METHODS: From 1987 to 1994, 2898 neonates were admitted to the neonatal intensive care unit; 335 of them were either LBW or ELBW (11.5%). A review of the charts of these neonates disclosed nine neonates (four male, five female) with vascular lesions (2.6%); the mean gestational age of these patients was 28.7 weeks (range, 24 to 33 weeks), the mean weight at birth was 880 g (range, 590 to 1450 g), and the mean weight at diagnosis was 1825 g (range, 1230 to 2700 g). In the same period, 10 neonates with vascular injuries were reported in the 2563 neonates who weighed more than 1500 g (0.3%). The injuries observed in LBW and ELBW group were arteriovenous fistulas (two bilateral) at the femoral level (six neonates), carotid lesion (one neonate), and limb ischemia (two neonates). Injury was associated with venipuncture in seven neonates, and with umbilical catheter in one; the case of carotid lesion was related to surgical error. No general symptoms were observed.

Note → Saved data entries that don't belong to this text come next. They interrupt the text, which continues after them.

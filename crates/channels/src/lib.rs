//! Platform channel seams.
//!
//! Each platform (Bluesky, Nostr) implements [`ChannelAdapter`] over an
//! opaque [`PlatformClient`] that owns the wire protocol. The adapter owns
//! session lifetime, watermark-driven polling, and delivery retries; the
//! registry maps platform identifiers to running adapters for the relay
//! dispatcher.

pub mod adapter;
pub mod backoff;
pub mod broadcast;
pub mod client;
pub mod error;
pub mod registry;
pub mod sink;

pub use {
    adapter::{AdapterPhase, ChannelAdapter},
    backoff::Backoff,
    broadcast::Broadcaster,
    client::{InboundItem, PlatformClient},
    error::{Error, Result},
    registry::AdapterRegistry,
    sink::{CommandSink, SinkReply},
};
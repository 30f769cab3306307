//! The Bluesky poll adapter. Only slash-prefixed DMs are treated as
//! commands; everything else is acknowledged by watermark and ignored.

use std::{
    sync::{Arc, Mutex as StdMutex, PoisonError},
    time::Duration,
};

use {
    adrift_channels::{
        AdapterPhase, Backoff, ChannelAdapter, CommandSink, Error, InboundItem, PlatformClient,
        Result,
    },
    adrift_common::PlatformId,
    adrift_store::MailboxStore,
    async_trait::async_trait,
    tokio::{sync::Mutex, time::Instant},
    tokio_util::sync::CancellationToken,
    tracing::{debug, error, info, warn},
};

use crate::config::BlueskyConfig;

/// Wait before the single in-cycle send retry.
const SEND_RETRY_DELAY: Duration = Duration::from_millis(500);

/// Watermark-driven Bluesky adapter over an injected wire client.
pub struct BlueskyAdapter {
    inner: Arc<Inner>,
}

struct Inner {
    client: Arc<dyn PlatformClient>,
    sink: Arc<dyn CommandSink>,
    store: Arc<dyn MailboxStore>,
    config: BlueskyConfig,
    phase: StdMutex<AdapterPhase>,
    last_login: Mutex<Option<Instant>>,
    /// Held for the duration of one poll cycle; `try_lock` makes an
    /// overlapping cycle a no-op instead of a queue.
    cycle: Mutex<()>,
    watch_cancel: StdMutex<Option<CancellationToken>>,
}

impl BlueskyAdapter {
    #[must_use]
    pub fn new(
        client: Arc<dyn PlatformClient>,
        sink: Arc<dyn CommandSink>,
        store: Arc<dyn MailboxStore>,
        config: BlueskyConfig,
    ) -> Self {
        Self {
            inner: Arc::new(Inner {
                client,
                sink,
                store,
                config,
                phase: StdMutex::new(AdapterPhase::Disconnected),
                last_login: Mutex::new(None),
                cycle: Mutex::new(()),
                watch_cancel: StdMutex::new(None),
            }),
        }
    }
}

impl Inner {
    fn set_phase(&self, phase: AdapterPhase) {
        *self.phase.lock().unwrap_or_else(PoisonError::into_inner) = phase;
    }

    fn current_phase(&self) -> AdapterPhase {
        *self.phase.lock().unwrap_or_else(PoisonError::into_inner)
    }

    /// Log in unless a session was established within the cooldown window.
    async fn ensure_session(&self) -> Result<()> {
        let mut last = self.last_login.lock().await;
        let cooldown = Duration::from_secs(self.config.session_cooldown_secs);
        let stale = last.is_none_or(|at| at.elapsed() >= cooldown);
        if stale {
            self.set_phase(AdapterPhase::Connecting);
            debug!(identifier = %self.config.identifier, "creating bluesky session");
            if let Err(e) = self.client.login().await {
                self.set_phase(AdapterPhase::Disconnected);
                return Err(e);
            }
            *last = Some(Instant::now());
            self.set_phase(AdapterPhase::Connected);
            info!(identifier = %self.config.identifier, "bluesky session ready");
        }
        Ok(())
    }

    async fn send_with_retry(&self, recipient_id: &str, text: &str) -> Result<String> {
        match self.client.send_direct(recipient_id, text).await {
            Err(e) if e.is_transient() => {
                debug!(recipient_id, error = %e, "send failed; retrying once");
                tokio::time::sleep(SEND_RETRY_DELAY).await;
                self.client.send_direct(recipient_id, text).await
            }
            other => other,
        }
    }

    /// One poll cycle. Items are processed oldest-first; the watermark
    /// advances over everything consumed or deliberately skipped, and is
    /// held back at a transient delivery failure so the item is retried on
    /// the next cycle.
    async fn run_cycle(&self) -> Result<u32> {
        let Ok(_guard) = self.cycle.try_lock() else {
            debug!("poll cycle already in flight; skipping");
            return Ok(0);
        };

        self.ensure_session().await?;

        let watermark = self.store.watermark(PlatformId::Bluesky).await?;
        let mut items = self.client.list_inbound_since(watermark).await?;
        items.sort_by_key(|i| i.timestamp_ms);

        let mut advanced = watermark;
        let mut processed = 0u32;
        let mut held: Option<Error> = None;

        for item in items {
            if watermark.is_some_and(|w| item.timestamp_ms <= w) {
                continue;
            }
            if self
                .config
                .ignore_before_ms
                .is_some_and(|floor| item.timestamp_ms < floor)
            {
                advanced = Some(item.timestamp_ms);
                continue;
            }
            // Only slash-prefixed DMs are commands on Bluesky.
            if !item.text.starts_with('/') {
                advanced = Some(item.timestamp_ms);
                continue;
            }

            match self.process(&item).await {
                Ok(()) => {
                    advanced = Some(item.timestamp_ms);
                    processed += 1;
                }
                Err(e) if e.is_transient() => {
                    warn!(
                        provider_msg_id = %item.provider_msg_id,
                        error = %e,
                        "delivery still failing; holding watermark"
                    );
                    held = Some(e);
                    break;
                }
                Err(e) => {
                    // Command side effects are committed; only the response
                    // was lost. Move on rather than replay the command.
                    warn!(
                        provider_msg_id = %item.provider_msg_id,
                        error = %e,
                        "dropping undeliverable response"
                    );
                    advanced = Some(item.timestamp_ms);
                    processed += 1;
                }
            }
        }

        if advanced != watermark {
            if let Some(ts) = advanced {
                self.store.set_watermark(PlatformId::Bluesky, ts).await?;
            }
        }

        match held {
            Some(e) => Err(e),
            None => Ok(processed),
        }
    }

    async fn process(&self, item: &InboundItem) -> Result<()> {
        debug!(sender_id = %item.sender_id, ts = item.timestamp_ms, "handling inbound command");
        let reply = self
            .sink
            .handle(PlatformId::Bluesky, &item.sender_id, &item.text)
            .await;
        self.send_with_retry(&item.sender_id, &reply.text).await?;
        Ok(())
    }
}

#[async_trait]
impl ChannelAdapter for BlueskyAdapter {
    fn platform(&self) -> PlatformId {
        PlatformId::Bluesky
    }

    fn phase(&self) -> AdapterPhase {
        self.inner.current_phase()
    }

    async fn connect(&self) -> Result<()> {
        self.inner.ensure_session().await
    }

    async fn poll_once(&self) -> Result<u32> {
        self.inner.run_cycle().await
    }

    async fn send(&self, recipient_id: &str, text: &str) -> Result<String> {
        self.inner.ensure_session().await?;
        self.inner.send_with_retry(recipient_id, text).await
    }

    async fn post(&self, text: &str) -> Result<String> {
        self.inner.ensure_session().await?;
        self.inner.client.post(text).await
    }

    async fn watch(&self) -> Result<()> {
        let cancel = CancellationToken::new();
        {
            let mut guard = self
                .inner
                .watch_cancel
                .lock()
                .unwrap_or_else(PoisonError::into_inner);
            if guard.as_ref().is_some_and(|t| !t.is_cancelled()) {
                debug!("bluesky watch loop already running");
                return Ok(());
            }
            *guard = Some(cancel.clone());
        }

        if let Err(e) = self.inner.ensure_session().await {
            let mut guard = self
                .inner
                .watch_cancel
                .lock()
                .unwrap_or_else(PoisonError::into_inner);
            *guard = None;
            return Err(e);
        }

        self.inner.set_phase(AdapterPhase::Watching);
        info!(
            interval_secs = self.inner.config.poll_interval_secs,
            "bluesky watch loop started"
        );

        let inner = Arc::clone(&self.inner);
        tokio::spawn(async move {
            let interval = Duration::from_secs(inner.config.poll_interval_secs);
            let mut backoff = Backoff::default();
            loop {
                tokio::select! {
                    () = cancel.cancelled() => {
                        inner.set_phase(AdapterPhase::Stopped);
                        debug!("bluesky watch loop stopped");
                        break;
                    }
                    () = tokio::time::sleep(interval) => {}
                }
                match inner.run_cycle().await {
                    Ok(n) => {
                        if n > 0 {
                            debug!(processed = n, "bluesky poll cycle complete");
                        }
                        backoff.reset();
                        inner.set_phase(AdapterPhase::Watching);
                    }
                    Err(e) => match backoff.next_delay() {
                        Some(delay) => {
                            warn!(
                                error = %e,
                                retry_in_ms = delay.as_millis() as u64,
                                attempt = backoff.attempts(),
                                "bluesky poll cycle failed"
                            );
                            inner.set_phase(AdapterPhase::Reconnecting);
                            tokio::select! {
                                () = cancel.cancelled() => {
                                    inner.set_phase(AdapterPhase::Stopped);
                                    break;
                                }
                                () = tokio::time::sleep(delay) => {}
                            }
                        }
                        None => {
                            error!(error = %e, "bluesky retry budget exhausted; giving up");
                            inner.set_phase(AdapterPhase::Failed);
                            break;
                        }
                    },
                }
            }
        });
        Ok(())
    }

    async fn cleanup(&self) {
        let token = self
            .inner
            .watch_cancel
            .lock()
            .unwrap_or_else(PoisonError::into_inner)
            .take();
        if let Some(token) = token {
            token.cancel();
        }
        if self.inner.current_phase() != AdapterPhase::Failed {
            self.inner.set_phase(AdapterPhase::Stopped);
        }
    }
}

RESULTS: The carotid lesion and five arteriovenous fistulas were repaired by microsurgical techniques; one case of limb ischemia was resolved with thrombolytic drugs, whereas an amputation at the knee level was required in the other after 10 days of medical treatment. One neonate with an arteriovenous fistula was just observed according to the parents' wishes. At clinical and echo-color Doppler follow-up, seven of nine neonates had normal vascular function without sequelae.

CONCLUSIONS: In our experience, LBW and ELBW neonates are at greater risk than older neonates of the development of iatrogenic vascular lesions. We advocate aggressive microsurgery, medical treatment, or both to obtain good results and prevent late sequelae.